Collected data:
==========
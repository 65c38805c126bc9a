use vento_contracts::physics::{Bounds, PhysicsStrategy};

use super::{
    LINEAR_FACTOR, LINEAR_REST_DISTANCE, REST_EPSILON, SPRING_MODE_MARGIN,
    SpringConfig, resisted_delta,
};

/// Snap-to-frame physics for the main stage.
///
/// Inside the bounds the strip interpolates linearly toward its target, which
/// never overshoots. Once it sits more than [`SPRING_MODE_MARGIN`] past an
/// edge it switches to a spring-damper so the rubber band pulls back with
/// some give.
#[derive(Debug, Clone)]
pub struct SnapPhysics {
    config: SpringConfig,
    position: f64,
    velocity: f64,
    target: f64,
    resting: bool,
    bounds: Bounds,
}

impl Default for SnapPhysics {
    fn default() -> Self {
        Self::new(SpringConfig::SNAP)
    }
}

impl SnapPhysics {
    pub fn new(config: SpringConfig) -> Self {
        Self {
            config: config.or_defaults(SpringConfig::SNAP),
            position: 0.0,
            velocity: 0.0,
            target: 0.0,
            resting: true,
            bounds: Bounds::UNBOUNDED,
        }
    }

    pub fn config(&self) -> SpringConfig {
        self.config
    }

    fn in_spring_mode(&self) -> bool {
        self.position > self.bounds.max + SPRING_MODE_MARGIN
            || self.position < self.bounds.min - SPRING_MODE_MARGIN
    }

    fn settle(&mut self) -> bool {
        self.position = self.target;
        self.velocity = 0.0;
        self.resting = true;
        false
    }
}

impl PhysicsStrategy for SnapPhysics {
    fn set_bounds(&mut self, min: f64, max: f64) {
        self.bounds = Bounds::new(min, max);
    }

    fn set_target(&mut self, target: f64) {
        self.target = self.bounds.clamp(target);
        self.resting = false;
    }

    fn force_set(&mut self, value: f64) {
        self.position = value;
        self.target = value;
        self.velocity = 0.0;
        self.resting = true;
    }

    fn stop(&mut self) {
        self.velocity = 0.0;
        self.target = self.position;
        self.resting = true;
    }

    fn drag(&mut self, delta: f64) -> f64 {
        self.position += resisted_delta(self.bounds, self.position, delta);
        // The strip follows the pointer; nothing to animate until release.
        self.target = self.position;
        self.resting = true;
        self.position
    }

    fn release(&mut self, velocity: f64) {
        self.velocity = velocity;
        self.resting = false;
    }

    fn update(&mut self) -> bool {
        if self.resting && self.velocity.abs() < REST_EPSILON {
            return false;
        }

        let distance = self.target - self.position;

        if !self.in_spring_mode() {
            self.position += distance * LINEAR_FACTOR;
            self.velocity = 0.0;

            if distance.abs() < LINEAR_REST_DISTANCE {
                return self.settle();
            }
        } else {
            let force = distance * self.config.spring;
            self.velocity += force;
            self.velocity *= self.config.friction;
            self.position += self.velocity;

            if self.velocity.abs() < REST_EPSILON
                && distance.abs() < REST_EPSILON
            {
                return self.settle();
            }
        }

        true
    }

    fn position(&self) -> f64 {
        self.position
    }

    fn velocity(&self) -> f64 {
        self.velocity
    }

    fn target(&self) -> f64 {
        self.target
    }

    fn bounds(&self) -> Bounds {
        self.bounds
    }

    fn is_resting(&self) -> bool {
        self.resting
    }
}
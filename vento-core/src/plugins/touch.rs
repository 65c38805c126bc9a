use std::fmt;
use std::sync::Arc;

use vento_contracts::gallery::GalleryHandle;
use vento_contracts::plugin::Plugin;
use vento_model::{Axis, InputEvent, PointerEvent, PointerTarget};

use crate::interaction::{
    DragTranslator, GestureMode, GestureOutcome, GestureTuning,
};
use crate::physics::SharedPhysics;

/// Direct manipulation of a strip by pointer.
pub struct TouchPlugin {
    physics: SharedPhysics,
    axis: Axis,
    mode: GestureMode,
    tuning: GestureTuning,
    target: PointerTarget,
    translator: Option<DragTranslator>,
}

impl TouchPlugin {
    pub fn new(
        physics: SharedPhysics,
        axis: Axis,
        mode: GestureMode,
        tuning: GestureTuning,
    ) -> Self {
        Self {
            physics,
            axis,
            mode,
            tuning,
            target: PointerTarget::Stage,
            translator: None,
        }
    }

    /// Touch on the main stage with snap resolution.
    pub fn stage(physics: SharedPhysics, tuning: GestureTuning) -> Self {
        Self::new(physics, Axis::Horizontal, GestureMode::Snap, tuning)
    }

    /// Free scrolling of the thumbnail strip. Only pointer events aimed at
    /// the thumbs reach it.
    pub fn thumbs(
        physics: SharedPhysics,
        frame_extent: f64,
        axis: Axis,
        tuning: GestureTuning,
    ) -> Self {
        Self {
            target: PointerTarget::Thumbs,
            ..Self::new(
                physics,
                axis,
                GestureMode::FreeScroll { frame_extent },
                tuning,
            )
        }
    }

    pub fn handle_pointer(&mut self, event: &PointerEvent) -> GestureOutcome {
        match self.translator.as_mut() {
            Some(translator) => translator.handle(event),
            None => GestureOutcome::Ignored,
        }
    }
}

impl Plugin for TouchPlugin {
    fn name(&self) -> &'static str {
        match self.target {
            PointerTarget::Stage => "touch",
            PointerTarget::Thumbs => "thumbs-touch",
        }
    }

    fn attach(&mut self, gallery: Arc<dyn GalleryHandle>) {
        self.translator = Some(DragTranslator::new(
            gallery,
            Arc::clone(&self.physics),
            self.axis,
            self.mode,
            self.tuning,
        ));
    }

    fn detach(&mut self) {
        // Settle a gesture still in flight so the gallery is not left
        // dragging.
        if let Some(mut translator) = self.translator.take()
            && translator.is_active()
        {
            translator.handle(&PointerEvent::cancel(0.0, 0.0, 0.0));
        }
    }

    fn handle_input(&mut self, input: &InputEvent) -> bool {
        match input {
            InputEvent::Pointer(event) if event.target == self.target => {
                self.handle_pointer(event) != GestureOutcome::Ignored
            }
            InputEvent::Pointer(_) => false,
            InputEvent::Key(_) => false,
        }
    }
}

impl fmt::Debug for TouchPlugin {
    fn fmt(&self, f: &mut fmt::Formatter<'_>) -> fmt::Result {
        f.debug_struct("TouchPlugin")
            .field("axis", &self.axis)
            .field("mode", &self.mode)
            .field("target", &self.target)
            .field("translator", &self.translator)
            .finish()
    }
}

#[cfg(test)]
mod tests {
    use super::*;
    use crate::physics::{self, FreeScrollPhysics, SnapPhysics};
    use vento_contracts::physics::PhysicsStrategy;
    use crate::testing::{StoreGallery, frames};
    use vento_model::{GalleryStatus, WrapMode};

    #[test]
    fn forwards_pointer_input_once_attached() {
        let gallery = StoreGallery::new(frames(3), 0, WrapMode::Finite);
        let mut plugin = TouchPlugin::stage(
            physics::shared(SnapPhysics::default()),
            GestureTuning::default(),
        );
        let down: InputEvent = PointerEvent::down(0.0, 0.0, 0.0).into();
        assert!(!plugin.handle_input(&down));

        plugin.attach(gallery.clone());
        assert!(plugin.handle_input(&down));
        assert_eq!(gallery.state().status, GalleryStatus::Dragging);
    }

    #[test]
    fn detach_mid_gesture_clears_dragging() {
        let gallery = StoreGallery::new(frames(3), 1, WrapMode::Finite);
        let mut plugin = TouchPlugin::stage(
            physics::shared(SnapPhysics::default()),
            GestureTuning::default(),
        );
        plugin.attach(gallery.clone());
        plugin.handle_pointer(&PointerEvent::down(100.0, 0.0, 0.0));
        plugin.detach();
        assert_ne!(gallery.state().status, GalleryStatus::Dragging);
        assert_eq!(gallery.state().current_index, 1);
    }

    #[test]
    fn thumbs_plugin_only_takes_thumbs_pointers() {
        let gallery = StoreGallery::new(frames(6), 0, WrapMode::Finite);
        let mut free = FreeScrollPhysics::default();
        free.set_bounds(-300.0, 0.0);
        let physics = physics::shared(free);
        let mut plugin = TouchPlugin::thumbs(
            physics.clone(),
            60.0,
            Axis::Horizontal,
            GestureTuning::default(),
        );
        plugin.attach(gallery.clone());
        assert_eq!(plugin.name(), "thumbs-touch");

        let stage: InputEvent = PointerEvent::down(200.0, 0.0, 0.0).into();
        assert!(!plugin.handle_input(&stage));
        assert_eq!(gallery.state().status, GalleryStatus::Idle);

        let press = PointerEvent::down(200.0, 0.0, 0.0)
            .with_target(PointerTarget::Thumbs);
        assert!(plugin.handle_input(&press.into()));
        let drag = PointerEvent::moved(150.0, 0.0, 200.0)
            .with_target(PointerTarget::Thumbs);
        assert!(plugin.handle_input(&drag.into()));
        assert_eq!(physics.lock().position(), -50.0);
        assert_eq!(gallery.state().status, GalleryStatus::Dragging);
    }
}
//! Standard plugins. Each talks to the gallery only through
//! [`GalleryHandle`](vento_contracts::gallery::GalleryHandle).

mod autoplay;
mod keyboard;
mod touch;
mod video;

pub use autoplay::{AutoplayControl, AutoplayPlugin};
pub use keyboard::KeyboardPlugin;
pub use touch::TouchPlugin;
pub use video::{ActiveEmbed, VideoEmbeds, VideoPlugin};
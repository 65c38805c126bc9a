//! # Vento Core
//!
//! Motion engine of the Vento media gallery. It keeps *which* frame is
//! current apart from *where* the strip of frames visually sits:
//!
//! - **Store** ([`store`]): an observable cell holding an immutable
//!   [`GalleryState`](vento_model::GalleryState), advanced only through the
//!   pure [`reduce`](store::reduce) function.
//! - **Physics** ([`physics`]): per-strip simulations. [`SnapPhysics`] locks
//!   the stage onto frame positions; [`FreeScrollPhysics`] scrolls thumbnail
//!   strips inertially with rubber-band edges.
//! - **Time loop** ([`time_loop`]): one shared per-frame pump with a clamped
//!   delta, running only while something is registered.
//! - **Renderers** ([`renderer`]): reconcile the two by turning the current
//!   index into a physics target and painting the simulated position.
//! - **Interaction** ([`interaction`]): pointer drags in, flings and
//!   navigation actions out.
//! - **Gallery** ([`Gallery`]): binds all of the above plus events and the
//!   standard [`plugins`] to a mount point.
//!
//! ## Example
//!
//! ```
//! use std::time::Duration;
//! use vento_core::{Gallery, StripLayout, TimeLoop};
//! use vento_model::{Frame, GalleryOptions};
//!
//! let (time_loop, frames) = TimeLoop::manual();
//! let gallery = Gallery::builder(
//!     "gallery",
//!     (0..3).map(|i| Frame::image(format!("f{i}"), format!("/{i}.jpg"))),
//!     &time_loop,
//! )
//! .options(GalleryOptions::default())
//! .stage(StripLayout::stage(800.0), None)
//! .build()
//! .expect("valid gallery");
//!
//! gallery.next();
//! frames.run(60, Duration::from_millis(16));
//! assert_eq!(gallery.state().current_index, 1);
//! assert_eq!(gallery.stage_position(), Some(-800.0));
//! ```

pub mod error;
pub mod events;
pub mod gallery;
pub mod interaction;
mod isolation;
pub mod physics;
pub mod plugins;
pub mod renderer;
pub mod store;
pub mod time_loop;

#[cfg(test)]
pub(crate) mod testing;

pub use error::{GalleryError, Result};
pub use gallery::{Gallery, GalleryBuilder};
pub use interaction::{DragTranslator, GestureMode, GestureTuning};
pub use physics::{
    FreeScrollPhysics, PhysicsTuning, SharedPhysics, SnapPhysics, SpringConfig,
};
pub use renderer::{StripKind, StripLayout, StripRenderer};
pub use store::GalleryStore;
pub use time_loop::{ManualFrames, TickGuard, TickerId, TimeLoop};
==========
(What you need to do)
Print the first line of the records above and each line after it, exactly, through the line with "pulls back with".

(Task answer)
repository 65c38805c126bc9a
use vento_contracts::physics::{Bounds, PhysicsStrategy};

use super::{
    LINEAR_FACTOR, LINEAR_REST_DISTANCE, REST_EPSILON, SPRING_MODE_MARGIN,
    SpringConfig, resisted_delta,
};

/// Snap-to-frame physics for the main stage.
///
/// Inside the bounds the strip interpolates linearly toward its target, which
/// never overshoots. Once it sits more than [`SPRING_MODE_MARGIN`] past an
/// edge it switches to a spring-damper so the rubber band pulls back with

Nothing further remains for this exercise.